§ **WORK ITEM**
Each line of the data has to be written out again exactly as shown.

§ **AVAILABLE RECORDS**
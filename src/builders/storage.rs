use std::fs::{self, File};
use std::io::{ErrorKind, Write};
use std::path::{Path, PathBuf};

use crate::core::config::FixerConfig;
use crate::core::error::{FixerError, Result};

/// Holds the pre-patch copy of a target file while it is being rewritten.
///
/// A pending backup at the start of a patch means the previous run stopped
/// between taking the backup and finishing the rewrite.
pub trait BackupStore {
    /// Looks up a backup left behind for `target`.
    ///
    /// # Arguments
    /// * `target`: The source file the backup belongs to.
    ///
    /// # Returns
    /// `Ok(Some(content))` when a backup exists, `Ok(None)` when it does not,
    /// and `FixerError::Read` when it exists but cannot be read.
    fn pending(&self, target: &Path) -> Result<Option<Vec<u8>>>;

    /// Persists a full copy of `content` for `target`. Must be durable
    /// before the caller touches the target.
    ///
    /// # Arguments
    /// * `target`: The source file about to be rewritten.
    /// * `content`: The bytes of `target` before the rewrite.
    ///
    /// # Returns
    /// `FixerError::Write` if the copy could not be written or synced.
    fn store(&mut self, target: &Path, content: &[u8]) -> Result<()>;

    /// Drops the backup for `target`. A missing backup is not an error.
    ///
    /// # Arguments
    /// * `target`: The source file whose backup is no longer needed.
    ///
    /// # Returns
    /// `FixerError::Cleanup` if an existing backup could not be removed.
    fn discard(&mut self, target: &Path) -> Result<()>;
}

/// Keeps each backup next to its target as `<target><suffix>`.
pub struct SiblingFileBackup {
    suffix: String,
}

impl SiblingFileBackup {
    pub fn new(suffix: impl Into<String>) -> Self {
        Self {
            suffix: suffix.into(),
        }
    }

    pub fn from_config(config: &FixerConfig) -> Self {
        Self::new(config.backup_suffix.clone())
    }

    pub fn backup_path(&self, target: &Path) -> PathBuf {
        let mut name = target.as_os_str().to_os_string();
        name.push(&self.suffix);
        PathBuf::from(name)
    }
}

impl BackupStore for SiblingFileBackup {
    fn pending(&self, target: &Path) -> Result<Option<Vec<u8>>> {
        let backup_path = self.backup_path(target);
        match fs::read(&backup_path) {
            Ok(content) => Ok(Some(content)),
            Err(e) if e.kind() == ErrorKind::NotFound => Ok(None),
            Err(e) => Err(FixerError::read(backup_path, e)),
        }
    }

    fn store(&mut self, target: &Path, content: &[u8]) -> Result<()> {
        let backup_path = self.backup_path(target);
        let mut file = File::create(&backup_path).map_err(|e| FixerError::write(&backup_path, e))?;
        file.write_all(content)
            .and_then(|()| file.sync_all())
            .map_err(|e| FixerError::write(&backup_path, e))?;
        Ok(())
    }

    fn discard(&mut self, target: &Path) -> Result<()> {
        let backup_path = self.backup_path(target);
        match fs::remove_file(&backup_path) {
            Ok(()) => Ok(()),
            Err(e) if e.kind() == ErrorKind::NotFound => Ok(()),
            Err(source) => Err(FixerError::Cleanup {
                path: backup_path,
                source,
            }),
        }
    }
}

§ **RESPONSE FOR THIS EXERCISE**
filename src/builders/storage.rs
use std::fs::{self, File};
use std::io::{ErrorKind, Write};
use std::path::{Path, PathBuf};

use crate::core::config::FixerConfig;
use crate::core::error::{FixerError, Result};

/// Holds the pre-patch copy of a target file while it is being rewritten.
///
/// A pending backup at the start of a patch means the previous run stopped
/// between taking the backup and finishing the rewrite.
pub trait BackupStore {
    /// Looks up a backup left behind for `target`.
    ///
    /// # Arguments
    /// * `target`: The source file the backup belongs to.
    ///
    /// # Returns
    /// `Ok(Some(content))` when a backup exists, `Ok(None)` when it does not,
    /// and `FixerError::Read` when it exists but cannot be read.
    fn pending(&self, target: &Path) -> Result<Option<Vec<u8>>>;

    /// Persists a full copy of `content` for `target`. Must be durable
    /// before the caller touches the target.
    ///
    /// # Arguments
    /// * `target`: The source file about to be rewritten.
    /// * `content`: The bytes of `target` before the rewrite.
    ///
    /// # Returns
    /// `FixerError::Write` if the copy could not be written or synced.
    fn store(&mut self, target: &Path, content: &[u8]) -> Result<()>;

    /// Drops the backup for `target`. A missing backup is not an error.
    ///
    /// # Arguments
    /// * `target`: The source file whose backup is no longer needed.
    ///
    /// # Returns
    /// `FixerError::Cleanup` if an existing backup could not be removed.
    fn discard(&mut self, target: &Path) -> Result<()>;
}

/// Keeps each backup next to its target as `<target><suffix>`.
pub struct SiblingFileBackup {
    suffix: String,
}

impl SiblingFileBackup {
    pub fn new(suffix: impl Into<String>) -> Self {
        Self {
            suffix: suffix.into(),
        }
    }

    pub fn from_config(config: &FixerConfig) -> Self {
        Self::new(config.backup_suffix.clone())
    }

    pub fn backup_path(&self, target: &Path) -> PathBuf {
        let mut name = target.as_os_str().to_os_string();
        name.push(&self.suffix);
        PathBuf::from(name)
    }
}

impl BackupStore for SiblingFileBackup {
    fn pending(&self, target: &Path) -> Result<Option<Vec<u8>>> {
        let backup_path = self.backup_path(target);
        match fs::read(&backup_path) {
            Ok(content) => Ok(Some(content)),
            Err(e) if e.kind() == ErrorKind::NotFound => Ok(None),
            Err(e) => Err(FixerError::read(backup_path, e)),
        }
    }

    fn store(&mut self, target: &Path, content: &[u8]) -> Result<()> {
        let backup_path = self.backup_path(target);
        let mut file = File::create(&backup_path).map_err(|e| FixerError::write(&backup_path, e))?;
        file.write_all(content)
            .and_then(|()| file.sync_all())
            .map_err(|e| FixerError::write(&backup_path, e))?;
        Ok(())
    }

    fn discard(&mut self, target: &Path) -> Result<()> {
        let backup_path = self.backup_path(target);
        match fs::remove_file(&backup_path) {
            Ok(()) => Ok(()),
            Err(e) if e.kind() == ErrorKind::NotFound => Ok(()),
            Err(source) => Err(FixerError::Cleanup {
                path: backup_path,
                source,
            }),
        }
    }
}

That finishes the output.